Posted: August 24, 2009

Compendium of Quantum Physics - A milestone among quantum mechanics publications

(Nanowerk News) A reference work involving exactly 100 authors just recently appeared: Compendium of Quantum Physics. Concepts, Experiments, History and Philosophy. Five of them are researchers connected with the University of Stuttgart and the Max Planck Institute for Solid-State Research – Klaus von Klitzing, Alfred Seeger, Jürgen Weis, Daniela Wünsch and one of the editors.
Besides Klaus von Klitzing, who received the 1985 Nobel prize for the quantum Hall effect and wrote about it for this volume, there are two other Nobel laureates among these authors scattered over the entire globe. They are Frank Wilczek (currently at the Massachusetts Institute of Technology) and Anthony Leggett (University of Illinois and University of Waterloo), who wrote the articles on quantum field theory, Bell‘s theorem and Bose-Einstein condensation. This lexicon compiles over 200 specialized entries on 900 tightly set pages. They treat experimental and theoretical, historical and philosophical aspects of early quantum theory (1900 until the beginning of 1925) as well as quantum mechanics (from 1925 on) and more recent specialized areas of quantized matter and field theories, up to the latest developments. The most disparate interpretations of quantum mechanics are presented as well as their effects, some of them rather strange (such as nonlocality, wave function collapse or zero-point energy).

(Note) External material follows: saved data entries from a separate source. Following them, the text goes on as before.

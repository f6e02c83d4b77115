//! Tests for reservation submission

use super::*;
use std::time::Duration;

#[test]
fn test_booking_url_includes_restaurant() {
    assert_eq!(
        booking_url("http://127.0.0.1:5000", 7),
        "http://127.0.0.1:5000/book/7"
    );
}

#[test]
fn test_booking_url_trims_trailing_slash() {
    assert_eq!(
        booking_url("http://127.0.0.1:5000/", 7),
        "http://127.0.0.1:5000/book/7"
    );
}

#[test]
fn test_success_status_is_confirmed() {
    assert_eq!(classify(StatusCode::OK), SubmitOutcome::Confirmed);
    assert_eq!(classify(StatusCode::CREATED), SubmitOutcome::Confirmed);
}

#[test]
fn test_redirect_status_is_confirmed() {
    assert_eq!(classify(StatusCode::FOUND), SubmitOutcome::Confirmed);
}

#[test]
fn test_client_error_is_rejected() {
    let outcome = classify(StatusCode::CONFLICT);
    match outcome {
        SubmitOutcome::Rejected(reason) => assert!(reason.contains("409")),
        _ => panic!("Expected rejection"),
    }
}

#[test]
fn test_server_error_is_rejected() {
    assert!(matches!(
        classify(StatusCode::INTERNAL_SERVER_ERROR),
        SubmitOutcome::Rejected(_)
    ));
}

#[test]
fn test_unreachable_server_settles_as_failed() {
    let outcome_rx = spawn_submit("http://127.0.0.1:1", 3, 4, "Now");

    let outcome = outcome_rx
        .recv_timeout(Duration::from_secs(10))
        .expect("worker should send exactly one outcome");

    assert!(matches!(outcome, SubmitOutcome::Failed(_)));
}
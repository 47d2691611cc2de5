#![deny(missing_docs)]

//! A self-sizing worker pool.
//!
//! Workers consume tasks from a bounded shared queue. On every submission
//! the pool measures queue occupancy and spawns or stops a step of workers,
//! so bursts are absorbed without keeping idle threads once they pass.

mod config;
mod error;
/// The elastic pool, its workers and the resize policy.
pub mod thread_pool;

pub use config::PoolConfig;
pub use error::{PoolError, Result};
pub use thread_pool::{ElasticPool, Job, PoolStats, Resize, Shutdown};
use crate::PoolConfig;

/// Outcome of one resize decision.
#[derive(Debug, Clone, Copy, PartialEq, Eq)]
pub enum Resize {
    /// Spawn `step_size` more workers.
    Expand,
    /// Stop the `step_size` most recently spawned workers.
    Reduce,
    /// Leave the live set alone.
    Hold,
}

/// Queue occupancy once the task being submitted is enqueued.
pub fn occupancy(queued: usize, capacity: usize) -> f64 {
    (queued + 1) as f64 / capacity as f64
}

/// Decides how the live set should change for a submission arriving while
/// `queued` tasks wait and `live` workers run.
///
/// Expansion wins over reduction; at most one of them is chosen. The cap is
/// checked against the live worker count, so an expansion that would push
/// `live` past `max_workers` is skipped entirely.
pub fn decide(config: &PoolConfig, queued: usize, live: usize) -> Resize {
    let occupancy = occupancy(queued, config.queue_capacity);

    if occupancy > config.expand_threshold && live + config.step_size <= config.max_workers {
        Resize::Expand
    } else if occupancy < config.reduce_threshold && live > config.step_size {
        Resize::Reduce
    } else {
        Resize::Hold
    }
}
/// A unit of work submitted to the pool.
pub type Job = Box<dyn FnOnce() + Send + 'static>;

mod elastic;
mod policy;
mod worker;

pub use self::elastic::{ElasticPool, PoolStats, Shutdown};
pub use self::policy::{decide, occupancy, Resize};
use std::fs::{self, File};
use std::io::{self, Write};
use std::path::{Path, PathBuf};

use log::trace;

use super::StorageBackend;

/// Measurement document on the local filesystem.
///
/// Writes go to a sibling `<name>.tmp` file which is synced and then renamed
/// over the target, so an interrupted write never truncates the document.
#[derive(Debug, Clone)]
pub struct FileBackend {
    path: PathBuf,
    name: String,
}

impl FileBackend {
    pub fn new(path: impl Into<PathBuf>) -> Self {
        let path = path.into();
        let name = path
            .file_name()
            .map(|name| name.to_string_lossy().into_owned())
            .unwrap_or_else(|| path.display().to_string());
        Self { path, name }
    }

    pub fn path(&self) -> &Path {
        &self.path
    }

    fn temp_path(&self) -> PathBuf {
        let mut temp = self.path.clone().into_os_string();
        temp.push(".tmp");
        PathBuf::from(temp)
    }
}

impl StorageBackend for FileBackend {
    fn name(&self) -> &str {
        &self.name
    }

    fn read(&mut self) -> io::Result<Option<Vec<u8>>> {
        match fs::read(&self.path) {
            Ok(contents) => Ok(Some(contents)),
            Err(e) if e.kind() == io::ErrorKind::NotFound => Ok(None),
            Err(e) => Err(e),
        }
    }

    fn write(&mut self, contents: &[u8]) -> io::Result<()> {
        let temp = self.temp_path();

        let result = File::create(&temp).and_then(|mut file| {
            file.write_all(contents)?;
            file.sync_all()
        });
        if let Err(e) = result.and_then(|()| fs::rename(&temp, &self.path)) {
            let _ = fs::remove_file(&temp);
            return Err(e);
        }

        trace!("(storage) Wrote {} bytes to {}", contents.len(), self.path.display());
        Ok(())
    }
}

#[cfg(test)]
mod tests {
    use super::*;

    fn temp_dir(test: &str) -> PathBuf {
        let dir = std::env::temp_dir().join(format!("sonde-file-{}-{}", test, std::process::id()));
        let _ = fs::remove_dir_all(&dir);
        fs::create_dir_all(&dir).unwrap();
        dir
    }

    #[test]
    fn test_missing_file_reads_none() {
        let dir = temp_dir("missing");
        let mut backend = FileBackend::new(dir.join("data.json"));

        assert_eq!(backend.name(), "data.json");
        assert_eq!(backend.read().unwrap(), None);
    }

    #[test]
    fn test_write_replaces_contents() {
        let dir = temp_dir("replace");
        let mut backend = FileBackend::new(dir.join("data.json"));

        backend.write(b"first").unwrap();
        backend.write(b"second").unwrap();

        assert_eq!(backend.read().unwrap().as_deref(), Some(&b"second"[..]));
        assert!(!dir.join("data.json.tmp").exists());
    }

    #[test]
    fn test_failed_write_keeps_previous_document() {
        let dir = temp_dir("failed");
        let mut backend = FileBackend::new(dir.join("data.json"));
        backend.write(b"kept").unwrap();

        // A directory in place of the temp file makes the create fail
        fs::create_dir(dir.join("data.json.tmp")).unwrap();
        assert!(backend.write(b"lost").is_err());

        assert_eq!(fs::read(dir.join("data.json")).unwrap(), b"kept");
    }
}
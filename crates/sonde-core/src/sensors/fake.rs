//! Deterministic sampler for tests and dry runs

use std::time::Duration;

use super::{SensorError, SensorSampler};
use crate::convert::{self, ThermistorCalibration};

/// Replays scripted raw readings, cycling through each script.
///
/// ```rust
/// use sonde_core::sensors::{FakeSampler, SensorSampler};
///
/// let mut sampler = FakeSampler::fixed(50.0, 22.0);
/// assert!(sampler.read_distance_once().is_ok());
/// ```
#[derive(Debug, Clone)]
pub struct FakeSampler {
    distance: Vec<Result<Duration, SensorError>>,
    temperature: Vec<u16>,
    distance_pos: usize,
    temperature_pos: usize,
    distance_reads: usize,
    temperature_reads: usize,
}

impl FakeSampler {
    /// Replay the given scripts. Empty scripts are replaced by a 100 cm / 20 °C reading.
    pub fn new(distance: Vec<Result<Duration, SensorError>>, temperature: Vec<u16>) -> Self {
        let distance = if distance.is_empty() {
            vec![Ok(convert::pulse_for_distance(100.0))]
        } else {
            distance
        };
        let temperature = if temperature.is_empty() {
            vec![ThermistorCalibration::default().adc_for_temperature(20.0)]
        } else {
            temperature
        };

        Self {
            distance,
            temperature,
            distance_pos: 0,
            temperature_pos: 0,
            distance_reads: 0,
            temperature_reads: 0,
        }
    }

    /// Always read the given distance and temperature (default calibration).
    pub fn fixed(distance_cm: f64, temperature_c: f64) -> Self {
        Self::new(
            vec![Ok(convert::pulse_for_distance(distance_cm))],
            vec![ThermistorCalibration::default().adc_for_temperature(temperature_c)],
        )
    }

    /// Every distance read fails with `error`.
    pub fn failing_distance(error: SensorError, temperature_c: f64) -> Self {
        Self::new(
            vec![Err(error)],
            vec![ThermistorCalibration::default().adc_for_temperature(temperature_c)],
        )
    }

    pub fn distance_reads(&self) -> usize {
        self.distance_reads
    }

    pub fn temperature_reads(&self) -> usize {
        self.temperature_reads
    }
}

impl SensorSampler for FakeSampler {
    fn read_distance_once(&mut self) -> Result<Duration, SensorError> {
        let reading = self.distance[self.distance_pos % self.distance.len()];
        self.distance_pos += 1;
        self.distance_reads += 1;
        reading
    }

    fn read_temperature_once(&mut self) -> u16 {
        let code = self.temperature[self.temperature_pos % self.temperature.len()];
        self.temperature_pos += 1;
        self.temperature_reads += 1;
        code
    }
}
//! Host runner for the sonde measurement station.
//!
//! Runs the full measurement-and-delivery core against simulated sensors: the
//! configured number of cycles are measured and appended to the measurement
//! file, which is then sent to the TFTP server.
//!
//! ```text
//! sonde-station [config.json]
//! ```
//!
//! Without a config file the station defaults apply. Network settings
//! (`WIFI_SSID`, `WIFI_PASSWORD`, `NTP_SERVER`, `TIMEZONE`, `TFTP_SERVER`,
//! `TFTP_PORT`) are read from the environment and an optional `.env` file.
//! Log output is controlled with `RUST_LOG` (default `info`).

mod network;
mod simulated;

use std::process::ExitCode;
use std::time::Duration;

use log::{error, info, warn};
use thiserror::Error;

use sonde_core::time::{StdDelay, SystemClock};
use sonde_core::{
    ConfigError, CycleAggregator, CycleScheduler, FileBackend, LogReporter, MeasurementStore,
    RunError, RunSummary, StationConfig, StorageBackend, TftpClient,
};

use network::{NetworkConfig, NetworkError};
use simulated::SimulatedSampler;

#[derive(Error, Debug)]
enum StationError {
    #[error(transparent)]
    Config(#[from] ConfigError),
    #[error(transparent)]
    Network(#[from] NetworkError),
    #[error(transparent)]
    Run(#[from] RunError),
}

fn load_config() -> Result<StationConfig, StationError> {
    let mut config = match std::env::args_os().nth(1) {
        Some(path) => {
            info!("(station) Loading config from {}", path.to_string_lossy());
            StationConfig::load(path)?
        }
        None => StationConfig::default(),
    };

    let network = NetworkConfig::from_env()?;
    network.log_summary();
    network.apply(&mut config);
    config.validate()?;
    Ok(config)
}

fn run(config: &StationConfig) -> Result<RunSummary, StationError> {
    let backend = FileBackend::new(&config.measurement_filename);
    info!(
        "(station) {} cycles of {} measurements, uploading {} to {}",
        config.num_of_cycles,
        config.num_of_measurements,
        backend.name(),
        config.transfer.server
    );

    let sampler = SimulatedSampler::new(Duration::from_secs(1));
    let aggregator = CycleAggregator::new(config, sampler, SystemClock);
    let store = MeasurementStore::open(backend, config.store_mode).map_err(RunError::from)?;

    let scheduler = CycleScheduler::new(
        config,
        aggregator,
        store,
        TftpClient::from_config(&config.transfer),
        StdDelay,
        LogReporter::new(config.report_level),
    )?;
    Ok(scheduler.run()?)
}

fn main() -> ExitCode {
    let dotenv = dotenvy::dotenv();
    env_logger::Builder::from_env(env_logger::Env::default().default_filter_or("info")).init();

    if let Err(e) = dotenv {
        if !e.not_found() {
            warn!("(station) Ignoring unreadable .env file: {}", e);
        }
    }

    info!("Starting sonde station");
    let result = load_config().and_then(|config| run(&config));

    match result {
        Ok(summary) => {
            info!(
                "(station) Done: {} cycles, {} stored, {} storage failures, {} samples discarded",
                summary.cycles_completed,
                summary.records_stored,
                summary.storage_failures,
                summary.discarded_samples
            );
            ExitCode::SUCCESS
        }
        Err(e) => {
            error!("(station) {}", e);
            ExitCode::FAILURE
        }
    }
}
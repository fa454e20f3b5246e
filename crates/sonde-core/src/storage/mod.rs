//! Persistence of cycle records
//!
//! [`MeasurementStore`] owns the in-memory record sequence and mirrors it to a
//! [`StorageBackend`] after every append. The backend only moves whole
//! documents; it is opened inside each read or write and never held open.

mod file;
mod memory;
mod store;

pub use file::FileBackend;
pub use memory::MemoryBackend;
pub use store::MeasurementStore;

use std::io;

use thiserror::Error;

#[derive(Error, Debug)]
pub enum StorageError {
    #[error("failed to read {name}: {source}")]
    Read { name: String, source: io::Error },
    #[error("failed to write {name}: {source}")]
    Write { name: String, source: io::Error },
    #[error("{name} is not a valid measurement document: {source}")]
    Corrupt {
        name: String,
        source: serde_json::Error,
    },
    #[error("failed to encode measurement document: {0}")]
    Encode(#[source] serde_json::Error),
}

/// Whole-document storage medium
pub trait StorageBackend {
    /// Name of the stored document, also used as the upload file name
    fn name(&self) -> &str;

    /// Read the whole document. `Ok(None)` when it does not exist yet.
    fn read(&mut self) -> io::Result<Option<Vec<u8>>>;

    /// Replace the whole document. A failed write must leave the previous
    /// document readable.
    fn write(&mut self, contents: &[u8]) -> io::Result<()>;
}

impl<B: StorageBackend + ?Sized> StorageBackend for &mut B {
    fn name(&self) -> &str {
        (**self).name()
    }

    fn read(&mut self) -> io::Result<Option<Vec<u8>>> {
        (**self).read()
    }

    fn write(&mut self, contents: &[u8]) -> io::Result<()> {
        (**self).write(contents)
    }
}

/// Raw contents of the measurement document, as handed to the uploader
#[derive(Debug, Clone, PartialEq, Eq)]
pub struct MeasurementFile {
    pub name: String,
    pub contents: Vec<u8>,
}

impl MeasurementFile {
    pub fn new(name: impl Into<String>, contents: Vec<u8>) -> Self {
        Self {
            name: name.into(),
            contents,
        }
    }

    pub fn len(&self) -> usize {
        self.contents.len()
    }

    pub fn is_empty(&self) -> bool {
        self.contents.is_empty()
    }
}
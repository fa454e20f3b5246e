//! Console reporting
//!
//! The core decides *what* is worth reporting by emitting [`Event`]s into a
//! [`Reporter`]. How (and whether) they are rendered is up to the sink; the
//! provided [`LogReporter`] forwards them to the `log` facade, filtered by a
//! [`ReportLevel`].

use std::time::Duration;

use log::{debug, error, info, warn};
use serde::{Deserialize, Serialize};

use crate::config::Endpoint;
use crate::record::CycleRecord;
use crate::scheduler::SchedulerState;
use crate::sensors::{PhysicalReading, SensorError, SensorKind};
use crate::storage::StorageError;
use crate::upload::{TransferError, UploadOutcome};

/// Verbosity of the console output
///
/// Levels are mutually exclusive and ordered: `Silent < Basic < Verbose`.
#[derive(Debug, Clone, Copy, PartialEq, Eq, PartialOrd, Ord, Default, Serialize, Deserialize)]
#[serde(rename_all = "lowercase")]
pub enum ReportLevel {
    /// Nothing is reported
    Silent,
    /// Cycle and upload milestones, and every failure
    #[default]
    Basic,
    /// Everything, including per-sample detail
    Verbose,
}

impl ReportLevel {
    /// Whether an event of level `event` passes this filter
    pub fn allows(self, event: ReportLevel) -> bool {
        self != ReportLevel::Silent && event <= self
    }
}

/// Something the core wants the operator to know about
#[derive(Debug)]
pub enum Event<'a> {
    RunStarted {
        cycles: u32,
        restored_records: usize,
    },
    StateChanged {
        state: SchedulerState,
    },
    CycleStarted {
        cycle_index: u32,
        total: u32,
    },
    SampleTaken {
        sample: u32,
        reading: &'a PhysicalReading,
    },
    SampleDiscarded {
        kind: SensorKind,
        sample: u32,
        error: &'a SensorError,
    },
    CycleCompleted {
        record: &'a CycleRecord,
    },
    RecordStored {
        cycle_index: u32,
        total_records: usize,
    },
    StorageFailed {
        cycle_index: u32,
        error: &'a StorageError,
    },
    /// The stored document could not be read back for the upload; the
    /// in-memory records are sent instead.
    SnapshotFailed {
        error: &'a StorageError,
    },
    Sleeping {
        duration: Duration,
    },
    UploadStarted {
        name: &'a str,
        bytes: usize,
        server: &'a Endpoint,
    },
    UploadCompleted {
        outcome: &'a UploadOutcome,
    },
    UploadFailed {
        error: &'a TransferError,
    },
}

impl Event<'_> {
    /// The lowest report level at which this event is shown
    pub fn level(&self) -> ReportLevel {
        match self {
            Event::StateChanged { .. } | Event::SampleTaken { .. } | Event::Sleeping { .. } => {
                ReportLevel::Verbose
            }
            _ => ReportLevel::Basic,
        }
    }

    /// Whether the event is a storage or transfer failure. Discarded samples
    /// are part of normal operation and do not count.
    pub fn is_failure(&self) -> bool {
        matches!(
            self,
            Event::StorageFailed { .. } | Event::SnapshotFailed { .. } | Event::UploadFailed { .. }
        )
    }
}

/// Sink for report events
pub trait Reporter {
    fn report(&mut self, event: &Event<'_>);
}

impl<R: Reporter + ?Sized> Reporter for &mut R {
    fn report(&mut self, event: &Event<'_>) {
        (**self).report(event)
    }
}

/// Forwards every event to both sinks, first then second
impl<A: Reporter, B: Reporter> Reporter for (A, B) {
    fn report(&mut self, event: &Event<'_>) {
        self.0.report(event);
        self.1.report(event);
    }
}

/// Renders events through the `log` facade
#[derive(Debug, Clone, Copy)]
pub struct LogReporter {
    level: ReportLevel,
}

impl LogReporter {
    pub const fn new(level: ReportLevel) -> Self {
        Self { level }
    }

    pub const fn level(&self) -> ReportLevel {
        self.level
    }
}

impl Reporter for LogReporter {
    fn report(&mut self, event: &Event<'_>) {
        if !self.level.allows(event.level()) {
            return;
        }

        match event {
            Event::RunStarted {
                cycles,
                restored_records,
            } => info!(
                "(station) Starting run of {} cycles, {} stored records restored",
                cycles, restored_records
            ),
            Event::StateChanged { state } => debug!("(station) State: {:?}", state),
            Event::CycleStarted { cycle_index, total } => {
                info!("(station) ##### CYCLE {} of {} #####", cycle_index + 1, total)
            }
            Event::SampleTaken { sample, reading } => {
                debug!("({}) {}. Measured (partial): {}", reading.kind, sample + 1, reading)
            }
            Event::SampleDiscarded {
                kind,
                sample,
                error,
            } => warn!("({}) {}. Sample discarded: {}", kind, sample + 1, error),
            Event::CycleCompleted { record } => info!("(station) {}", record),
            Event::RecordStored {
                cycle_index,
                total_records,
            } => info!(
                "(storage) Cycle {} stored, {} records in file",
                cycle_index + 1,
                total_records
            ),
            Event::StorageFailed { cycle_index, error } => {
                error!("(storage) Failed to store cycle {}: {}", cycle_index + 1, error)
            }
            Event::SnapshotFailed { error } => {
                error!("(storage) Cannot read back the file, sending stored records: {}", error)
            }
            Event::Sleeping { duration } => {
                debug!("(station) Going to sleep for {:.1} seconds...", duration.as_secs_f64())
            }
            Event::UploadStarted {
                name,
                bytes,
                server,
            } => info!("(tftp) Sending {} ({} bytes) to {}", name, bytes, server),
            Event::UploadCompleted { outcome } => info!(
                "(tftp) File transfer complete: {} bytes in {} blocks",
                outcome.bytes_sent, outcome.blocks
            ),
            Event::UploadFailed { error } => error!("(tftp) Upload failed: {}", error),
        }
    }
}

#[cfg(test)]
mod tests {
    use super::*;

    #[test]
    fn test_level_ordering() {
        assert!(ReportLevel::Verbose.allows(ReportLevel::Basic));
        assert!(ReportLevel::Verbose.allows(ReportLevel::Verbose));
        assert!(ReportLevel::Basic.allows(ReportLevel::Basic));
        assert!(!ReportLevel::Basic.allows(ReportLevel::Verbose));
        assert!(!ReportLevel::Silent.allows(ReportLevel::Basic));
        assert!(!ReportLevel::Silent.allows(ReportLevel::Silent));
    }

    #[test]
    fn test_failures_are_basic() {
        let error = SensorError::Pin;
        let discarded = Event::SampleDiscarded {
            kind: SensorKind::Distance,
            sample: 0,
            error: &error,
        };
        assert!(!discarded.is_failure());
        assert_eq!(discarded.level(), ReportLevel::Basic);

        let error = StorageError::Write {
            name: "data.json".into(),
            source: std::io::Error::other("disk gone"),
        };
        let failed = Event::StorageFailed {
            cycle_index: 0,
            error: &error,
        };
        assert!(failed.is_failure());
        assert_eq!(failed.level(), ReportLevel::Basic);

        let sleeping = Event::Sleeping {
            duration: Duration::from_secs(1),
        };
        assert!(!sleeping.is_failure());
        assert_eq!(sleeping.level(), ReportLevel::Verbose);
    }
}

One of the Compendium’s editorial triad is the historian of science Prof. Klaus Hentschel, who directs the Section for History of Science and Technology at the University of Stuttgart. As a member of this editorial team including the renowned quantum physicist Daniel Greenberger (City College of New York) and the notable philosopher of the natural sciences Friedel Weinert (Bradford University, UK), he was primarily responsible for the authors of historically oriented contributions and checked all these texts for historical accuracy and balance. Hentschel moreover offered a good dozen of his own entries, ranging from atomic models to the Zeeman effect, for instance, about photons or the brief but hefty crisis period of the old quantum theory from 1922 to early 1925, just before the breakthrough of quantum mechanics.
“I’m relieved that this nerve-racking mammoth project has finally reached successful completion,” Klaus Hentschel stated. After all, he and his fellow coeditors had been working on it for over four years. The Stuttgart historian of science is now hoping for a broad and positive reception of this reference work. It should prove useful to physicists as well as interested chemists, materials scientists, mathematicians, information technologists and engineers, and partly even for the interested layman. A paperback version more affordable for students will soon be appearing; the original hardback reference work costs 160.45 euros.